A fully distributed Global commitment ordering enforcement algorithm exists, that uses local CO of each participating database, and needs only (unmodified) Atomic commitment protocol messages with no further communication. The distributed algorithm is the combination of local (to each database) CO algorithm processes, and an atomic commitment protocol (which can be fully distributed). Atomic commitment protocol is essential to enforce atomicity of each distributed transaction (to decide whether to commit or abort it; this procedure is always carried out for distributed transactions, independently of concurrency control and CO). A common example of an atomic commitment protocol is the two-phase commit protocol, which is resilient to many types of system failure. In a reliable environment, or when processes usually fail together (e.g., in the same integrated circuit), a simpler protocol for atomic commitment may be used (e.g., a simple handshake of distributed transaction's participating processes with some arbitrary but known special participant, the transaction's coordinator, i.e., a type of one-phase commit protocol). An atomic commitment protocol reaches consensus among participants on whether to commit or abort a distributed (global) transaction that spans these participants. An essential stage in each such protocol is the YES vote (either explicit, or implicit) by each participant, which means an obligation of the voting participant to obey the decision of the protocol, either commit or abort. Otherwise a participant can unilaterally abort the transaction by an explicit NO vote. The protocol commits the transaction only if YES votes have been received from all participants, and thus typically a missing YES vote of a participant is considered a NO vote by this participant. Otherwise the protocol aborts the transaction. The various atomic commit protocols only differ in their abilities to handle different computing environment failure situations, and the amounts of work and other computing resources needed in different situations.

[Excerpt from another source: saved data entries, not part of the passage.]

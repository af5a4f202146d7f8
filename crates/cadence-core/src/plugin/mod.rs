// Copyright 2025 eraflo
//
// Licensed under the Apache License, Version 2.0 (the "License");
// you may not use this file except in compliance with the License.
// You may obtain a copy of the License at
//
//     http://www.apache.org/licenses/LICENSE-2.0
//
// Unless required by applicable law or agreed to in writing, software
// distributed under the License is distributed on an "AS IS" BASIS,
// WITHOUT WARRANTIES OR CONDITIONS OF ANY KIND, either express or implied.
// See the License for the specific language governing permissions and
// limitations under the License.

//! Plugin registration: external behavior wired into the event bus and
//! installed onto a namespace of callable slots.
//!
//! Conflicts here are deliberately non-fatal. A colliding plugin name is
//! auto-renamed, an occupied install slot is skipped with a warning, and a
//! duplicate event subscription degrades to a warning; no sub-action ever
//! aborts the registration that carries it.

pub mod host;
pub mod namespace;
pub mod registry;

pub use host::PluginHost;
pub use namespace::{InstallOutcome, Namespace, PathLookup, Slot};
pub use registry::{InstallSpec, PluginFn, PluginHub, PluginOptions};
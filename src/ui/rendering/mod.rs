mod board;
mod logs;
mod moves;
mod score;
mod status;

use ratatui::{
    Frame,
    layout::{Constraint, Direction, Layout},
};

use crate::ui::app::App;

impl App {
    pub(in crate::ui) fn draw(&self, f: &mut Frame) {
        let outer = Layout::default()
            .direction(Direction::Vertical)
            .constraints([
                Constraint::Length(3), // status
                Constraint::Min(12),   // board + side panels
                Constraint::Length(3), // key help
                Constraint::Length(8), // logs
            ])
            .split(f.area());

        let middle = Layout::default()
            .direction(Direction::Horizontal)
            .constraints([Constraint::Percentage(60), Constraint::Percentage(40)])
            .split(outer[1]);

        let side = Layout::default()
            .direction(Direction::Vertical)
            .constraints([Constraint::Length(4), Constraint::Min(4)])
            .split(middle[1]);

        self.draw_status(f, outer[0]);
        self.draw_board(f, middle[0]);
        self.draw_score(f, side[0]);
        self.draw_moves(f, side[1]);
        self.draw_help(f, outer[2]);
        self.draw_logs(f, outer[3]);
    }
}
//! File-backed tracing setup. The terminal is owned by the UI, so nothing
//! is written to stdout or stderr.

use std::{fs, path::Path};

use anyhow::{Context, Result, anyhow};
use tracing_appender::non_blocking::WorkerGuard;
use tracing_subscriber::EnvFilter;

pub const LOG_FILE_NAME: &str = "tic-tac-tally.log";

/// Installs the global subscriber. Keep the returned guard alive for the
/// life of the process or buffered lines are lost.
pub fn init(log_dir: &Path, default_filter: &str) -> Result<WorkerGuard> {
    fs::create_dir_all(log_dir)
        .with_context(|| format!("failed to create log directory {}", log_dir.display()))?;

    let appender = tracing_appender::rolling::never(log_dir, LOG_FILE_NAME);
    let (writer, guard) = tracing_appender::non_blocking(appender);

    let filter = EnvFilter::try_from_default_env()
        .or_else(|_| EnvFilter::try_new(default_filter))
        .context("invalid log filter")?;

    tracing_subscriber::fmt()
        .with_env_filter(filter)
        .with_writer(writer)
        .with_ansi(false)
        .try_init()
        .map_err(|e| anyhow!("failed to install tracing subscriber: {e}"))?;

    Ok(guard)
}

#[cfg(test)]
mod tests {
    use super::*;

    #[test]
    fn test_init_creates_log_file() {
        let dir = tempfile::tempdir().unwrap();
        let log_dir = dir.path().join("nested");

        let guard = init(&log_dir, "info").unwrap();
        tracing::info!("hello from the test");
        drop(guard);

        assert!(log_dir.join(LOG_FILE_NAME).exists());
    }
}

The entire CO solution for global serializability is based on the fact that in case of a missing vote for a distributed transaction, the atomic commitment protocol eventually aborts this transaction.

Enforcing global CO

In each database system a local CO algorithm determines the needed commitment order for that database. By the characterization of CO above, this order depends on the local precedence order of transactions, which results from the local data access scheduling mechanisms. Accordingly YES votes in the atomic commitment protocol are scheduled for each (unaborted) distributed transaction (in what follows "a vote" means a YES vote). If a precedence relation (conflict) exists between two transactions, then the second will not be voted on before the first is completed (either committed or aborted), to prevent possible commit order violation by the atomic commitment protocol. Such can happen since the commit order by the protocol is not necessarily the same as the voting order. If no precedence relation exists, both can be voted on concurrently. This vote ordering strategy ensures that also the atomic commitment protocol maintains commitment order, and it is a necessary condition for guaranteeing Global CO (and the local CO of a database; without it both Global CO and Local CO (a property meaning that each database is CO compliant) may be violated).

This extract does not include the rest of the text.